──────── Records for the exercise ────────

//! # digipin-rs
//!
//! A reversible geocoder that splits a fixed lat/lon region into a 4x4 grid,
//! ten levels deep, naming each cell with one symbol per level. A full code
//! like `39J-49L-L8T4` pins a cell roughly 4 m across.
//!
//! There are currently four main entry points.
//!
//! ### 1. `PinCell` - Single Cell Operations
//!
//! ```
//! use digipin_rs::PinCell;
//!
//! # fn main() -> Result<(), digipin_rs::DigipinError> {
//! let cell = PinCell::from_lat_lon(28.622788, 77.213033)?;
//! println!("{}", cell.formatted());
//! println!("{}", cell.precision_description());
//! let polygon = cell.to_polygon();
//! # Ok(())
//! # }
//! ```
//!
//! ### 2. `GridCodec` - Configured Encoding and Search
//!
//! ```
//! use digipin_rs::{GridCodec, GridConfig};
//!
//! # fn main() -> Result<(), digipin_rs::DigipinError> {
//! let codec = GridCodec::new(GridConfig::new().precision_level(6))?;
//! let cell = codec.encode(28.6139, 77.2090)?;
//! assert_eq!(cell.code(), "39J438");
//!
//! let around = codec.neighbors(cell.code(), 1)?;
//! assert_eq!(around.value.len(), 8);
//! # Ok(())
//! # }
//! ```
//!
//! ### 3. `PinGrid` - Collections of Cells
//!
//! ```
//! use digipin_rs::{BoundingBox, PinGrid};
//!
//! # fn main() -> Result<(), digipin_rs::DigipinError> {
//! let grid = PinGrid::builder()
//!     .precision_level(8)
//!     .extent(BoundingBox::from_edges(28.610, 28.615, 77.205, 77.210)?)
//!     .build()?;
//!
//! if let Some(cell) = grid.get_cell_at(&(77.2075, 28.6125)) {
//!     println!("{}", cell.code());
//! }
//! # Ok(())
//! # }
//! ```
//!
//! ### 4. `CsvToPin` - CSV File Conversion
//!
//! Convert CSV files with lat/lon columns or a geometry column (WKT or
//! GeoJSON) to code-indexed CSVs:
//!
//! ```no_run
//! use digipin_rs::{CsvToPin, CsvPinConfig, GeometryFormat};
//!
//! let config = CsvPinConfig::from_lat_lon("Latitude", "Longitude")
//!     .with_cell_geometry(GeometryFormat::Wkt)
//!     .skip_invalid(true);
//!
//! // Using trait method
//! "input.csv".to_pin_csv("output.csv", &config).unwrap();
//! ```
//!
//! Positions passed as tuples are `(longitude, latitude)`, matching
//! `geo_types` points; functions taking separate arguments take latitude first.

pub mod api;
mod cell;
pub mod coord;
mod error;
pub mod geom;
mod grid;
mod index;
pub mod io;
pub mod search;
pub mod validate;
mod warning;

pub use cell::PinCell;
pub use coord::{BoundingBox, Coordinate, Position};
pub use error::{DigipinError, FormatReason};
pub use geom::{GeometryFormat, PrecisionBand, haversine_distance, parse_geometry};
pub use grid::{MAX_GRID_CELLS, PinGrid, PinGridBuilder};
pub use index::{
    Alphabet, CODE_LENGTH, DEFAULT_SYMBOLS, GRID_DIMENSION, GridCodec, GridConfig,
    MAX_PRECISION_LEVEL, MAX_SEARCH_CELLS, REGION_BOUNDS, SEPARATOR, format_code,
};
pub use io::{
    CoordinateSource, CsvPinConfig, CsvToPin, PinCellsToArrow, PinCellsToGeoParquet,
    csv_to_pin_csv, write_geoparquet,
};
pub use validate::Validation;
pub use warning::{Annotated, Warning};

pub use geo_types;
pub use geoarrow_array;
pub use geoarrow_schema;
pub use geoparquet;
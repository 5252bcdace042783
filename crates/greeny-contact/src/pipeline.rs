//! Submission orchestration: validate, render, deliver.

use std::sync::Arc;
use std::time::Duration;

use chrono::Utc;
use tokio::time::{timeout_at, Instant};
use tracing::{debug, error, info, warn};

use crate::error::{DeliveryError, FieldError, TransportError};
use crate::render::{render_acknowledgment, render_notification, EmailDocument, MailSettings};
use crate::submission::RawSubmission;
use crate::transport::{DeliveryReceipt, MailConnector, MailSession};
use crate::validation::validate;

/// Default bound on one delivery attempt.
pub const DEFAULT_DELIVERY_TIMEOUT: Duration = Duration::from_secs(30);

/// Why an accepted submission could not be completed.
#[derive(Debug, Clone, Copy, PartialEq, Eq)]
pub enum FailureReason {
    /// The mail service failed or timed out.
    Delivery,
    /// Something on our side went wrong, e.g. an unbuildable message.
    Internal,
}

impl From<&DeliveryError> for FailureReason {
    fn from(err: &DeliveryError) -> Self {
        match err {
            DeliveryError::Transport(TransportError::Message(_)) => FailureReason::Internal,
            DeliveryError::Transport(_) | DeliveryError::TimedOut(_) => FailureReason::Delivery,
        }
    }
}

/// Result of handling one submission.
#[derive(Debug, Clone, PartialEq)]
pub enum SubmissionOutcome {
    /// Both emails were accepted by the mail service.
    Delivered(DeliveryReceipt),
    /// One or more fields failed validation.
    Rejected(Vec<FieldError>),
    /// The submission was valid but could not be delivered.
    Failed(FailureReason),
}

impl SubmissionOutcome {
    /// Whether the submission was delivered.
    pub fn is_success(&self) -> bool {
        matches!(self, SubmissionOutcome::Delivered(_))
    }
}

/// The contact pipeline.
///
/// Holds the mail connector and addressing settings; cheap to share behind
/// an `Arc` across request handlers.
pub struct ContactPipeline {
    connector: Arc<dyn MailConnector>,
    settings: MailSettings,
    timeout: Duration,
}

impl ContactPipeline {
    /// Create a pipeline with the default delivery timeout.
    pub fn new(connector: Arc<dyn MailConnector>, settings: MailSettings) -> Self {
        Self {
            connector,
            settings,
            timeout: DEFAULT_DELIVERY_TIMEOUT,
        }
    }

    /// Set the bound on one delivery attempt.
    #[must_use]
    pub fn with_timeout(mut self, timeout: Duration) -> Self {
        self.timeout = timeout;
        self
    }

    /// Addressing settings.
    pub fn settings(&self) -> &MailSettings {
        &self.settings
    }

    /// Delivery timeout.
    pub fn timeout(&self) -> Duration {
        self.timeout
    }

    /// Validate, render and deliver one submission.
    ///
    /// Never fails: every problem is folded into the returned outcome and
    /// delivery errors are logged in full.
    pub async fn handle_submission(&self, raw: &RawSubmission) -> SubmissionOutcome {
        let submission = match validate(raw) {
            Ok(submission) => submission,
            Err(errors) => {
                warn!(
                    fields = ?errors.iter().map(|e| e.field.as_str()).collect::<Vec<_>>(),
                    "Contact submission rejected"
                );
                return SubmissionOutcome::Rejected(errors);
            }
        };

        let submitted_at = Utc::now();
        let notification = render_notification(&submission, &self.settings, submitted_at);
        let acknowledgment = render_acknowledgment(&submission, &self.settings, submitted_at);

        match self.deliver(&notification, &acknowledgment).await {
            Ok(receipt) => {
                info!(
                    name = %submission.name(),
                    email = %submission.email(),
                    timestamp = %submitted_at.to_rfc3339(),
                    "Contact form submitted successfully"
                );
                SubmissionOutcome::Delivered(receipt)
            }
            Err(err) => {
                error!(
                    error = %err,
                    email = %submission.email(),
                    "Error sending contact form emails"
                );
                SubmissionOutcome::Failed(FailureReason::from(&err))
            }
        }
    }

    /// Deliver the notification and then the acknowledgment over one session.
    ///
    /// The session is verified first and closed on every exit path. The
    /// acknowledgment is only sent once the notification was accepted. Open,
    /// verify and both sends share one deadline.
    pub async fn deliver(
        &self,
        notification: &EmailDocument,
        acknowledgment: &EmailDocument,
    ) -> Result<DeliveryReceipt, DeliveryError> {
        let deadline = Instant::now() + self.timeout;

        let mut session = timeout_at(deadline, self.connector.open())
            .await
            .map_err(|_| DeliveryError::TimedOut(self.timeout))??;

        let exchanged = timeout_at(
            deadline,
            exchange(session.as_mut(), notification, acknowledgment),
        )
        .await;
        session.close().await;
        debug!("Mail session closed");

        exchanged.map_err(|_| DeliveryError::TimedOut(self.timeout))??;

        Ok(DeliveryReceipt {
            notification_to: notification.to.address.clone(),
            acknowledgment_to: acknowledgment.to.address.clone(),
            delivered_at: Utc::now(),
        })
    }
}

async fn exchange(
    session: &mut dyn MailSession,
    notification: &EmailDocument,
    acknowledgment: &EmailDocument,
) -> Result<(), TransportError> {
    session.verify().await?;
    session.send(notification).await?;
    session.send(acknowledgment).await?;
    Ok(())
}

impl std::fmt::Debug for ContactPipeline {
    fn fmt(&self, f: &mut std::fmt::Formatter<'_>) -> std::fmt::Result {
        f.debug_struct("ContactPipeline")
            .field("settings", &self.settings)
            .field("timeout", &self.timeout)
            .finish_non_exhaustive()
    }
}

────────

Since only a number is wanted, please say how many lines in the data include the word "Result".

**Task solution:** 7